# LotR Balrog



## odinsgrandson (Jun 9, 2009)

I don't really get to paint Lord of the Rings stuff very often, but here is a piece that I rather enjoyed.

Not too complex a paintjob, most of the shading and highlighting is in the magmatic recesses of his cracking skin. Overall, it was a pretty fun mini to paint. Sometime, I'd like to try doing a Balrog with a more normal skin tone and none of the magma (just to make him look like a more fleshy demon).



















For the record, I don't really play LotR- there isn't any group for it locally. I paint the minis for it from time to time.


----------



## Pherion (Dec 18, 2008)

Very nice. I'll agree with you whole-heartedly that the LoTR minis are fantastic to paint.
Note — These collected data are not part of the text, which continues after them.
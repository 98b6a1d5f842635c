//! Live npm registry client.
//!
//! Fetches `GET {registry}/{name}/{version}` and reads the `dependencies`
//! section of the returned version document. Dev, peer and optional
//! dependencies are not followed.

use std::time::Duration;

use reqwest::blocking::Client;
use tracing::{debug, trace};

use super::{get_checked, DirectDependencies, FetchError, MetadataSource};
use crate::parser::{extract_dependencies, parse_str, DependencyType};

/// Public npm registry.
pub const DEFAULT_REGISTRY_URL: &str = "https://registry.npmjs.org";

/// Blocking npm registry client with a per-request timeout.
#[derive(Debug, Clone)]
pub struct NpmRegistry {
    client: Client,
    base_url: String,
    timeout: Duration,
}

impl NpmRegistry {
    /// Creates a client for `base_url` whose requests give up after `timeout`.
    pub fn new(base_url: impl Into<String>, timeout: Duration) -> Result<Self, reqwest::Error> {
        let client = Client::builder()
            .timeout(timeout)
            .user_agent(concat!("depscope/", env!("CARGO_PKG_VERSION")))
            .build()?;

        Ok(Self {
            client,
            base_url: base_url.into().trim_end_matches('/').to_string(),
            timeout,
        })
    }

    /// Builds the version document URL. Scoped names keep their `@` but
    /// have the `/` escaped, as the registry expects.
    pub fn version_url(&self, package: &str, version: &str) -> String {
        format!(
            "{}/{}/{}",
            self.base_url,
            package.replace('/', "%2F"),
            version
        )
    }
}

impl MetadataSource for NpmRegistry {
    fn fetch_dependencies(
        &self,
        package: &str,
        version: &str,
    ) -> Result<DirectDependencies, FetchError> {
        let url = self.version_url(package, version);
        debug!(%url, "Fetching package metadata");

        let body = get_checked(&self.client, &url, package, version, self.timeout)?
            .text()
            .map_err(|e| FetchError::Network {
                package: package.to_string(),
                message: e.to_string(),
            })?;

        let manifest = parse_str(&body).map_err(|e| FetchError::Parse {
            package: package.to_string(),
            message: e.to_string(),
        })?;

        let mut deps = DirectDependencies::new();
        for dep in extract_dependencies(&manifest) {
            if dep.dep_type == DependencyType::Production {
                deps.insert(dep.name, dep.version);
            } else {
                trace!(package, dependency = %dep, kind = dep.dep_type.label(), "Not following");
            }
        }

        debug!(
            package,
            followed = deps.len(),
            skipped = manifest.unfollowed_count(),
            "Resolved metadata"
        );
        Ok(deps)
    }
}

#[cfg(test)]
mod tests {
    use super::*;

    const VERSION_DOC: &str = r#"{
        "name": "react-dom",
        "version": "18.2.0",
        "dependencies": {"loose-envify": "^1.1.0", "scheduler": "^0.23.0"},
        "peerDependencies": {"react": "^18.2.0"}
    }"#;

    fn registry(url: String) -> NpmRegistry {
        NpmRegistry::new(url, Duration::from_secs(5)).unwrap()
    }

    #[test]
    fn test_version_url() {
        let reg = registry("https://registry.example.com/".to_string());

        assert_eq!(
            reg.version_url("react", "latest"),
            "https://registry.example.com/react/latest"
        );
        assert_eq!(
            reg.version_url("@types/node", "20.1.0"),
            "https://registry.example.com/@types%2Fnode/20.1.0"
        );
    }

    #[test]
    fn test_fetch_runtime_dependencies_only() {
        let mut server = mockito::Server::new();
        let mock = server
            .mock("GET", "/react-dom/latest")
            .with_status(200)
            .with_header("content-type", "application/json")
            .with_body(VERSION_DOC)
            .create();

        let deps = registry(server.url())
            .fetch_dependencies("react-dom", "latest")
            .unwrap();

        mock.assert();
        assert_eq!(
            deps.keys().collect::<Vec<_>>(),
            vec!["loose-envify", "scheduler"]
        );
        assert_eq!(deps["scheduler"], "^0.23.0");
    }

    #[test]
    fn test_fetch_without_dependencies_section() {
        let mut server = mockito::Server::new();
        let _mock = server
            .mock("GET", "/left-pad/1.3.0")
            .with_status(200)
            .with_body(r#"{"name": "left-pad", "version": "1.3.0"}"#)
            .create();

        let deps = registry(server.url())
            .fetch_dependencies("left-pad", "1.3.0")
            .unwrap();
        assert!(deps.is_empty());
    }

    #[test]
    fn test_fetch_not_found() {
        let mut server = mockito::Server::new();
        let _mock = server
            .mock("GET", "/no-such-package/latest")
            .with_status(404)
            .with_body(r#"{"error": "Not found"}"#)
            .create();

        let err = registry(server.url())
            .fetch_dependencies("no-such-package", "latest")
            .unwrap_err();
        assert!(matches!(err, FetchError::NotFound { .. }));
    }

    #[test]
    fn test_fetch_server_error_is_network() {
        let mut server = mockito::Server::new();
        let _mock = server
            .mock("GET", "/flaky/latest")
            .with_status(503)
            .create();

        let err = registry(server.url())
            .fetch_dependencies("flaky", "latest")
            .unwrap_err();
        assert!(matches!(err, FetchError::Network { .. }));
        assert!(err.to_string().contains("503"));
    }

    #[test]
    fn test_fetch_garbage_body_is_parse_error() {
        let mut server = mockito::Server::new();
        let _mock = server
            .mock("GET", "/broken/latest")
            .with_status(200)
            .with_body("<html>definitely not json</html>")
            .create();

        let err = registry(server.url())
            .fetch_dependencies("broken", "latest")
            .unwrap_err();
        assert!(matches!(err, FetchError::Parse { .. }));
    }

    #[test]
    fn test_fetch_unreachable_registry_is_network() {
        // Nothing listens on port 9 on loopback in test environments.
        let err = registry("http://127.0.0.1:9".to_string())
            .fetch_dependencies("react", "latest")
            .unwrap_err();
        assert!(matches!(
            err,
            FetchError::Network { .. } | FetchError::Timeout { .. }
        ));
    }
}
//! Terminal output helpers
//!
//! Currently the ASCII dependency tree printed for the `ascii_tree` option.

pub mod tree;

pub use tree::{NodeNote, TreeNode};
Your paint job is great. This guy is pretty simple, black and fire  I would say though that I think your fire is a bit too bright. Its a matter of prefference, but the Balrog is the essence of evil, and his flames should be darker and deeper in color.


----------



## Crimson_Chin (Feb 20, 2009)

It's very well done. The only criticism that I have is actually the opposite of what pherion said up there .. I feel like having it come down to near-white and the most central areas might lend more of an impact, make it seem as though his core is white hot. Currently, the fact that inside his body and the flames that are emanating out are both the same color makes it feel like his internal temperature isn't really THAT hot.


----------



## The Wraithlord (Jan 1, 2007)

> I feel like having it come down to near-white and the most central areas might lend more of an impact, make it seem as though his core is white hot. Currently, the fact that inside his body and the flames that are emanating out are both the same color makes it feel like his internal temperature isn't really THAT hot.


Agreed, I would have liked to see the white in the body cracks and base of the flames as well. Otherwise it is nicely done however, don't get me wrong.


----------